**PROBLEM STATEMENT**
From the listing below, count the lines where the string "grows" occurs. Give the number, with no other words.

**DATA UNDER STUDY**
=======

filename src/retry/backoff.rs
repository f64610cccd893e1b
//! Backoff delay shapes.

use rand::Rng;
use serde::{Deserialize, Serialize};

/// How the delay before a retry grows with the attempt number.
#[derive(Debug, Clone, Copy, PartialEq, Eq, Hash, Default, Serialize, Deserialize)]
#[serde(rename_all = "snake_case")]
pub enum BackoffStrategy {
    /// Always `min_delay`
    Fixed,
    /// `min_delay × attempt`
    Linear,
    /// `min_delay × multiplier^(attempt − 1)`
    #[default]
    Exponential,
    /// Random draw from a range that grows with the attempt, capped at `max_delay`
    DecorrelatedJitter,
}

impl std::fmt::Display for BackoffStrategy {
    fn fmt(&self, f: &mut std::fmt::Formatter<'_>) -> std::fmt::Result {
        let name = match self {
            BackoffStrategy::Fixed => "fixed",
            BackoffStrategy::Linear => "linear",
            BackoffStrategy::Exponential => "exponential",
            BackoffStrategy::DecorrelatedJitter => "decorrelated_jitter",
        };
        f.write_str(name)
    }
}

/// Inputs to a delay computation.
#[derive(Debug, Clone, Copy)]
pub(crate) struct BackoffParams {
    pub strategy: BackoffStrategy,
    pub min_delay_ms: u64,
    pub max_delay_ms: u64,
    pub multiplier: f64,
    pub jitter: f64,
}

impl BackoffParams {
    /// Delay in milliseconds before retry number `attempt` (1-based).
    ///
    /// The result always lies in `[min_delay_ms, max_delay_ms]`.
    pub fn delay_ms<R: Rng + ?Sized>(&self, attempt: u32, rng: &mut R) -> u64 {
        let attempt = attempt.max(1);
        let min = self.min_delay_ms as f64;
        let max = self.max_delay_ms as f64;
        let exponent = (attempt - 1).min(i32::MAX as u32) as i32;

        let base = match self.strategy {
            BackoffStrategy::Fixed => min,
            BackoffStrategy::Linear => min * attempt as f64,
            BackoffStrategy::Exponential => min * self.multiplier.powi(exponent),
            BackoffStrategy::DecorrelatedJitter => {
                // Draw over the full range, then cap.
                let upper = (min * 3.0 * 2f64.powi(exponent)).max(min);
                if !upper.is_finite() {
                    max
                } else if upper > 0.0 {
                    rng.gen_range(0.0..=upper).min(max)
                } else {
                    0.0
                }
            }
        };

        let mut delay = base;
        if self.jitter > 0.0 && delay.is_finite() {
            let spread = delay * self.jitter;
            if spread > 0.0 {
                delay += rng.gen_range(-spread..=spread);
            }
        }

        delay.clamp(min, max).round() as u64
    }
}
//! Named limiter presets for common downstream resources.

use serde::{Deserialize, Serialize};

use crate::engine::LimiterDefinition;
use crate::error::PacerError;
use crate::ratelimit::RateLimitConfig;
use crate::retry::{BackoffStrategy, RetryConfig};

/// A ready-made rate limit and retry combination.
#[derive(Debug, Clone, Copy, PartialEq, Eq, Hash, Serialize, Deserialize)]
#[serde(rename_all = "snake_case")]
pub enum Preset {
    /// Chat-completion providers: slow sustained rate, small burst, patient retries
    ChatCompletion,
    /// Third-party web/search endpoints with per-minute quotas
    WebSearch,
    /// Hard hourly quota
    HourlyQuota,
    /// Bursty internal services
    BurstTolerant,
    /// Low per-minute cap and no retries
    Strict,
}

impl Preset {
    /// Every preset, in declaration order.
    pub fn all() -> &'static [Preset] {
        &[
            Preset::ChatCompletion,
            Preset::WebSearch,
            Preset::HourlyQuota,
            Preset::BurstTolerant,
            Preset::Strict,
        ]
    }

    /// The name used in configuration files.
    pub fn name(&self) -> &'static str {
        match self {
            Preset::ChatCompletion => "chat_completion",
            Preset::WebSearch => "web_search",
            Preset::HourlyQuota => "hourly_quota",
            Preset::BurstTolerant => "burst_tolerant",
            Preset::Strict => "strict",
        }
    }

    pub fn rate_limit(&self) -> RateLimitConfig {
        match self {
            Preset::ChatCompletion => RateLimitConfig::token_bucket(1.0, 3.0),
            Preset::WebSearch => RateLimitConfig::sliding_window(30),
            Preset::HourlyQuota => RateLimitConfig::fixed_window_per_hour(100),
            Preset::BurstTolerant => RateLimitConfig::token_bucket(10.0, 50.0),
            Preset::Strict => RateLimitConfig::fixed_window_per_minute(10),
        }
    }

    pub fn retry(&self) -> Option<RetryConfig> {
        match self {
            Preset::ChatCompletion => {
                Some(RetryConfig::exponential(4, 1_000, 30_000).with_jitter(0.2))
            }
            Preset::WebSearch => Some(RetryConfig {
                max_attempts: 3,
                min_delay_ms: 500,
                max_delay_ms: 5_000,
                strategy: BackoffStrategy::Linear,
                jitter: 0.0,
                ..Default::default()
            }),
            Preset::HourlyQuota => Some(RetryConfig::fixed(2, 1_000)),
            Preset::BurstTolerant => Some(
                RetryConfig::exponential(5, 100, 10_000)
                    .with_strategy(BackoffStrategy::DecorrelatedJitter),
            ),
            Preset::Strict => None,
        }
    }

    /// A limiter definition named `name` built from this preset.
    pub fn definition(&self, name: impl Into<String>) -> LimiterDefinition {
        let definition = LimiterDefinition::new(name, self.rate_limit())
            .with_description(format!("{} preset", self.name()));
        match self.retry() {
            Some(retry) => definition.with_retry(retry),
            None => definition,
        }
    }
}

impl std::fmt::Display for Preset {
    fn fmt(&self, f: &mut std::fmt::Formatter<'_>) -> std::fmt::Result {
        f.write_str(self.name())
    }
}

impl std::str::FromStr for Preset {
    type Err = PacerError;

    fn from_str(s: &str) -> Result<Self, Self::Err> {
        let wanted = s.trim().replace('-', "_").to_lowercase();
        Preset::all()
            .iter()
            .copied()
            .find(|preset| preset.name() == wanted)
            .ok_or_else(|| PacerError::Config(format!("Unknown preset: {}", s)))
    }
}
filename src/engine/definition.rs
//! Limiter definitions.

use serde::{Deserialize, Serialize};

use crate::ratelimit::RateLimitConfig;
use crate::retry::RetryConfig;

/// Everything needed to create a limiter.
#[derive(Debug, Clone, Serialize, Deserialize)]
pub struct LimiterDefinition {
    /// Unique id; generated when absent
    #[serde(default, skip_serializing_if = "Option::is_none")]
    pub id: Option<String>,

    /// Human readable name; defaulted from the id when empty
    #[serde(default)]
    pub name: String,

    #[serde(default)]
    pub description: String,

    /// Admission strategy and throughput
    pub rate_limit: RateLimitConfig,

    /// Retry behavior for executions admitted by this limiter
    #[serde(default, skip_serializing_if = "Option::is_none")]
    pub retry: Option<RetryConfig>,

    /// Higher priorities are listed first
    #[serde(default)]
    pub priority: i32,
}

impl LimiterDefinition {
    /// Create a definition with no retry policy.
    pub fn new(name: impl Into<String>, rate_limit: RateLimitConfig) -> Self {
        Self {
            id: None,
            name: name.into(),
            description: String::new(),
            rate_limit,
            retry: None,
            priority: 0,
        }
    }

    /// Use a fixed id instead of a generated one.
    pub fn with_id(mut self, id: impl Into<String>) -> Self {
        self.id = Some(id.into());
        self
    }

    pub fn with_description(mut self, description: impl Into<String>) -> Self {
        self.description = description.into();
        self
    }

    /// Attach a retry policy.
    pub fn with_retry(mut self, retry: RetryConfig) -> Self {
        self.retry = Some(retry);
        self
    }

    pub fn with_priority(mut self, priority: i32) -> Self {
        self.priority = priority;
        self
    }
}
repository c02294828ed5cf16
pub mod analysis;
pub mod enhance;
pub mod excerpt;
pub mod morphology;
pub mod records;
pub mod segmentation;
pub mod text;

pub use crate::domain::model::{DocumentAnalysisResponse, StageOutcome};
pub use crate::domain::ports::{AnalysisBackend, LanguageDetector, Storage};
pub use crate::utils::error::Result;
//! Scan enhancement: upscale small text, denoise, deskew and binarize pages.

use crate::core::morphology::{invert, median, outer_regions, rect_mask, threshold_inverted};
use crate::domain::model::EnhanceSummary;
use crate::domain::ports::PageRasterizer;
use crate::utils::error::Result;
use image::imageops::{self, FilterType};
use image::{DynamicImage, GrayImage, Luma, Rgb, RgbImage};
use imageproc::contrast::otsu_level;
use imageproc::edges::canny;
use imageproc::filter::{box_filter, median_filter};
use imageproc::geometric_transformations::{warp_into_with, Interpolation, Projection};
use imageproc::hough::{detect_lines, LineDetectionOptions};
use imageproc::morphology::{grayscale_close, grayscale_open};
use std::collections::BTreeMap;
use std::path::{Path, PathBuf};

pub const DEFAULT_ENHANCE_DPI: u32 = 400;
pub const TARGET_CHAR_PX: f64 = 28.0;
pub const MAX_UPSCALE: f64 = 4.0;
/// Skew below this many degrees is left alone.
const MIN_DESKEW_DEGREES: f32 = 0.2;
const ADAPTIVE_OFFSET: i16 = 10;
/// Replicated border around the source so bicubic taps stay in bounds.
const ROTATE_PAD: u32 = 3;

pub fn upscale_if_small_text(rgb: &RgbImage, target_char_px: f64, max_scale: f64) -> RgbImage {
    let gray = imageops::grayscale(rgb);
    let ink = grayscale_open(&threshold_inverted(&gray, otsu_level(&gray)), &rect_mask(3, 3));

    let max_width = f64::from(rgb.width()) * 0.8;
    let heights: Vec<f64> = outer_regions(&ink)
        .into_iter()
        .filter(|r| r.width > 5 && f64::from(r.width) < max_width)
        .map(|r| f64::from(r.height))
        .collect();

    let Some(median_height) = median(&heights) else {
        return rgb.clone();
    };
    if median_height >= target_char_px {
        return rgb.clone();
    }

    let scale = (target_char_px / (median_height + 1e-6)).max(1.0).min(max_scale);
    let width = (f64::from(rgb.width()) * scale) as u32;
    let height = (f64::from(rgb.height()) * scale) as u32;
    tracing::debug!("Upscaling page x{:.2} (median glyph height {:.1}px)", scale, median_height);
    imageops::resize(rgb, width, height, FilterType::CatmullRom)
}

pub fn denoise(rgb: &RgbImage) -> RgbImage {
    median_filter(rgb, 1, 1)
}

/// Median angle of near-horizontal lines, in degrees. Positive means the text
/// runs downhill to the right.
pub fn estimate_skew_angle(gray: &GrayImage) -> f32 {
    let edges = canny(gray, 50.0, 150.0);
    let min_side = gray.width().min(gray.height());
    let options = LineDetectionOptions {
        vote_threshold: (min_side / 4).max(80),
        suppression_radius: 8,
    };

    let angles: Vec<f64> = detect_lines(&edges, options)
        .into_iter()
        .map(|line| line.angle_in_degrees as f64 - 90.0)
        .filter(|angle| angle.abs() < 45.0)
        .collect();

    median(&angles).unwrap_or(0.0) as f32
}

/// Rotates counter-clockwise by `angle` degrees about the centre. Corners
/// uncovered by the rotation repeat the nearest edge pixel.
pub fn rotate_image(rgb: &RgbImage, angle: f32) -> RgbImage {
    let (width, height) = rgb.dimensions();
    if width == 0 || height == 0 {
        return rgb.clone();
    }

    let padded = RgbImage::from_fn(width + 2 * ROTATE_PAD, height + 2 * ROTATE_PAD, |x, y| {
        *rgb.get_pixel(
            x.saturating_sub(ROTATE_PAD).min(width - 1),
            y.saturating_sub(ROTATE_PAD).min(height - 1),
        )
    });

    let (cx, cy) = (width as f32 / 2.0, height as f32 / 2.0);
    let to_source = (Projection::translate(cx, cy)
        * Projection::rotate(-angle.to_radians())
        * Projection::translate(-cx, -cy))
    .invert();
    let max_x = (width - 1) as f32;
    let max_y = (height - 1) as f32;
    let pad = ROTATE_PAD as f32;

    let mut rotated = RgbImage::new(width, height);
    warp_into_with(
        &padded,
        |x, y| {
            let (sx, sy) = &to_source * &(x, y);
            (sx.clamp(0.0, max_x) + pad, sy.clamp(0.0, max_y) + pad)
        },
        Interpolation::Bicubic,
        Rgb([255, 255, 255]),
        &mut rotated,
    );
    rotated
}

/// Local-mean threshold; the result is dark text on a white background.
pub fn adaptive_binarize(gray: &GrayImage) -> GrayImage {
    let blurred = median_filter(gray, 1, 1);
    let block_size: u32 = if gray.width().max(gray.height()) >= 1000 { 31 } else { 21 };
    let local_mean = box_filter(&blurred, block_size / 2, block_size / 2);

    let binary = GrayImage::from_fn(gray.width(), gray.height(), |x, y| {
        let value = i16::from(blurred.get_pixel(x, y)[0]);
        let threshold = i16::from(local_mean.get_pixel(x, y)[0]) - ADAPTIVE_OFFSET;
        Luma([if value > threshold { 255 } else { 0 }])
    });

    let pixel_count = u64::from(binary.width()) * u64::from(binary.height());
    let total: u64 = binary.pixels().map(|p| u64::from(p[0])).sum();
    if pixel_count > 0 && total / pixel_count < 127 {
        invert(&binary)
    } else {
        binary
    }
}

pub fn post_cleanup(binary: &GrayImage) -> GrayImage {
    let mask = rect_mask(2, 2);
    grayscale_close(&grayscale_open(binary, &mask), &mask)
}

/// Returns the cleaned binary page and the detected skew angle.
pub fn process_page_image(page: &DynamicImage) -> (GrayImage, f32) {
    let upscaled = upscale_if_small_text(&page.to_rgb8(), TARGET_CHAR_PX, MAX_UPSCALE);
    let mut denoised = denoise(&upscaled);
    let mut gray = imageops::grayscale(&denoised);

    let angle = estimate_skew_angle(&gray);
    if angle.abs() > MIN_DESKEW_DEGREES {
        denoised = rotate_image(&denoised, angle);
        gray = imageops::grayscale(&denoised);
    }

    (post_cleanup(&adaptive_binarize(&gray)), angle)
}

/// Enhances every page of `pdf_path` into `<out_root>/<stem>/page_NNN.png`.
pub fn process_pdf_file(
    rasterizer: &dyn PageRasterizer,
    pdf_path: &Path,
    out_root: &Path,
    dpi: u32,
) -> Result<Vec<(PathBuf, f32)>> {
    let stem = pdf_path
        .file_stem()
        .map(|s| s.to_string_lossy().into_owned())
        .unwrap_or_else(|| "document".to_string());
    let out_dir = out_root.join(stem);
    std::fs::create_dir_all(&out_dir)?;

    let pdf = std::fs::read(pdf_path)?;
    let pages = rasterizer.rasterize(&pdf, dpi)?;

    let mut results = Vec::with_capacity(pages.len());
    for (index, page) in pages.iter().enumerate() {
        let (processed, angle) = process_page_image(page);
        let out_path = out_dir.join(format!("page_{:03}.png", index + 1));
        processed.save(&out_path)?;
        results.push((out_path, angle));
    }
    Ok(results)
}

pub fn summarize(result: Result<Vec<(PathBuf, f32)>>) -> EnhanceSummary {
    match result {
        Ok(pages) => EnhanceSummary::Success {
            pages: pages.len(),
            angles: pages.iter().map(|(_, angle)| *angle).collect(),
        },
        Err(e) => EnhanceSummary::Failed {
            error: e.to_string(),
        },
    }
}

/// Enhances every `*.pdf` in `upload_dir`; one broken file does not stop the rest.
pub fn process_all_pdfs(
    rasterizer: &dyn PageRasterizer,
    upload_dir: &Path,
    processed_dir: &Path,
    dpi: u32,
) -> Result<BTreeMap<String, EnhanceSummary>> {
    let mut pdf_files: Vec<PathBuf> = std::fs::read_dir(upload_dir)?
        .filter_map(|entry| entry.ok())
        .map(|entry| entry.path())
        .filter(|path| path.extension().is_some_and(|ext| ext == "pdf"))
        .collect();
    pdf_files.sort();

    let mut summary = BTreeMap::new();
    for pdf in pdf_files {
        let name = pdf
            .file_name()
            .map(|n| n.to_string_lossy().into_owned())
            .unwrap_or_default();
        let outcome = summarize(process_pdf_file(rasterizer, &pdf, processed_dir, dpi));
        if let EnhanceSummary::Failed { error } = &outcome {
            tracing::warn!("Enhancement failed for {}: {}", name, error);
        }
        summary.insert(name, outcome);
    }
    Ok(summary)
}
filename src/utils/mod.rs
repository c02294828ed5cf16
pub mod error;
pub mod logger;
pub mod monitor;
pub mod validation;
//! Paragraph and title segmentation of rendered PDF pages.

use crate::core::morphology::{median, outer_regions, rect_mask, threshold_inverted};
use crate::domain::model::BlockKind;
use image::DynamicImage;
use imageproc::contrast::otsu_level;
use imageproc::morphology::grayscale_dilate;

/// Joins words on a line.
const LINE_KERNEL: (u8, u8) = (50, 1);
/// Joins lines into paragraphs.
const PARAGRAPH_KERNEL: (u8, u8) = (1, 30);
const MIN_BLOCK_WIDTH: u32 = 50;
const MIN_BLOCK_HEIGHT: u32 = 30;
const MEDIAN_HEIGHT_FLOOR: u32 = 20;
const DEFAULT_MEDIAN_HEIGHT: f64 = 30.0;

#[derive(Debug, Clone)]
pub struct PageBlock {
    /// Position in top-to-bottom order, counting skipped regions
    pub id: usize,
    pub kind: BlockKind,
    pub bbox: [u32; 4],
    pub crop: DynamicImage,
}

pub fn segment_page(page: &DynamicImage) -> Vec<PageBlock> {
    let gray = page.to_luma8();
    let ink = threshold_inverted(&gray, otsu_level(&gray));

    let lines = grayscale_dilate(&ink, &rect_mask(LINE_KERNEL.0, LINE_KERNEL.1));
    let paragraphs = grayscale_dilate(&lines, &rect_mask(PARAGRAPH_KERNEL.0, PARAGRAPH_KERNEL.1));

    let mut regions = outer_regions(&paragraphs);
    let heights: Vec<f64> = regions
        .iter()
        .filter(|r| r.height > MEDIAN_HEIGHT_FLOOR)
        .map(|r| f64::from(r.height))
        .collect();
    let median_height = median(&heights).unwrap_or(DEFAULT_MEDIAN_HEIGHT);

    regions.sort_by_key(|r| r.y);

    regions
        .into_iter()
        .enumerate()
        .filter(|(_, r)| r.width >= MIN_BLOCK_WIDTH && r.height >= MIN_BLOCK_HEIGHT)
        .map(|(id, r)| {
            let kind = if f64::from(r.height) > 2.0 * median_height {
                BlockKind::Title
            } else {
                BlockKind::Paragraph
            };
            PageBlock {
                id,
                kind,
                bbox: [r.x, r.y, r.width, r.height],
                crop: page.crop_imm(r.x, r.y, r.width, r.height),
            }
        })
        .collect()
}

/// File name used for a saved block crop.
pub fn block_file_name(base_name: &str, page_num: usize, block_id: usize) -> String {
    format!("{}_page{}_block{}.png", base_name, page_num, block_id)
}

#[cfg(test)]
mod tests {
    use super::*;
    use image::{Rgb, RgbImage};

    fn fill(img: &mut RgbImage, x: u32, y: u32, w: u32, h: u32) {
        for px in x..x + w {
            for py in y..y + h {
                img.put_pixel(px, py, Rgb([0, 0, 0]));
            }
        }
    }

    fn sample_page() -> DynamicImage {
        let mut img = RgbImage::from_pixel(600, 800, Rgb([255, 255, 255]));
        // two "text lines" forming one paragraph
        fill(&mut img, 50, 100, 400, 12);
        fill(&mut img, 50, 120, 380, 12);
        // a tall heading-like block far below
        fill(&mut img, 50, 400, 300, 120);
        // speck in the corner, clipped below the minimum block size
        fill(&mut img, 598, 795, 2, 2);
        DynamicImage::ImageRgb8(img)
    }

    #[test]
    fn test_segment_page_blocks() {
        let blocks = segment_page(&sample_page());
        assert_eq!(blocks.len(), 2);

        let paragraph = &blocks[0];
        assert_eq!(paragraph.kind, BlockKind::Paragraph);
        assert!(paragraph.bbox[1] < 100);
        assert_eq!(paragraph.crop.width(), paragraph.bbox[2]);

        let title = &blocks[1];
        assert!(title.id > paragraph.id);
        assert!(title.bbox[3] > 120);
    }

    #[test]
    fn test_framed_page_is_one_block() {
        let mut img = RgbImage::from_pixel(600, 800, Rgb([255, 255, 255]));
        fill(&mut img, 0, 0, 600, 3);
        fill(&mut img, 0, 797, 600, 3);
        fill(&mut img, 0, 0, 3, 800);
        fill(&mut img, 597, 0, 3, 800);
        fill(&mut img, 100, 300, 400, 12);

        let blocks = segment_page(&DynamicImage::ImageRgb8(img));
        assert_eq!(blocks.len(), 1);
        assert_eq!(blocks[0].id, 0);
        assert_eq!(blocks[0].bbox, [0, 0, 600, 800]);
    }

    #[test]
    fn test_blank_page_has_no_blocks() {
        let page = DynamicImage::ImageRgb8(RgbImage::from_pixel(200, 200, Rgb([255, 255, 255])));
        assert!(segment_page(&page).is_empty());
    }

    #[test]
    fn test_block_file_name() {
        assert_eq!(block_file_name("8A16", 2, 5), "8A16_page2_block5.png");
    }
}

=======

**EXERCISE ANSWER**
2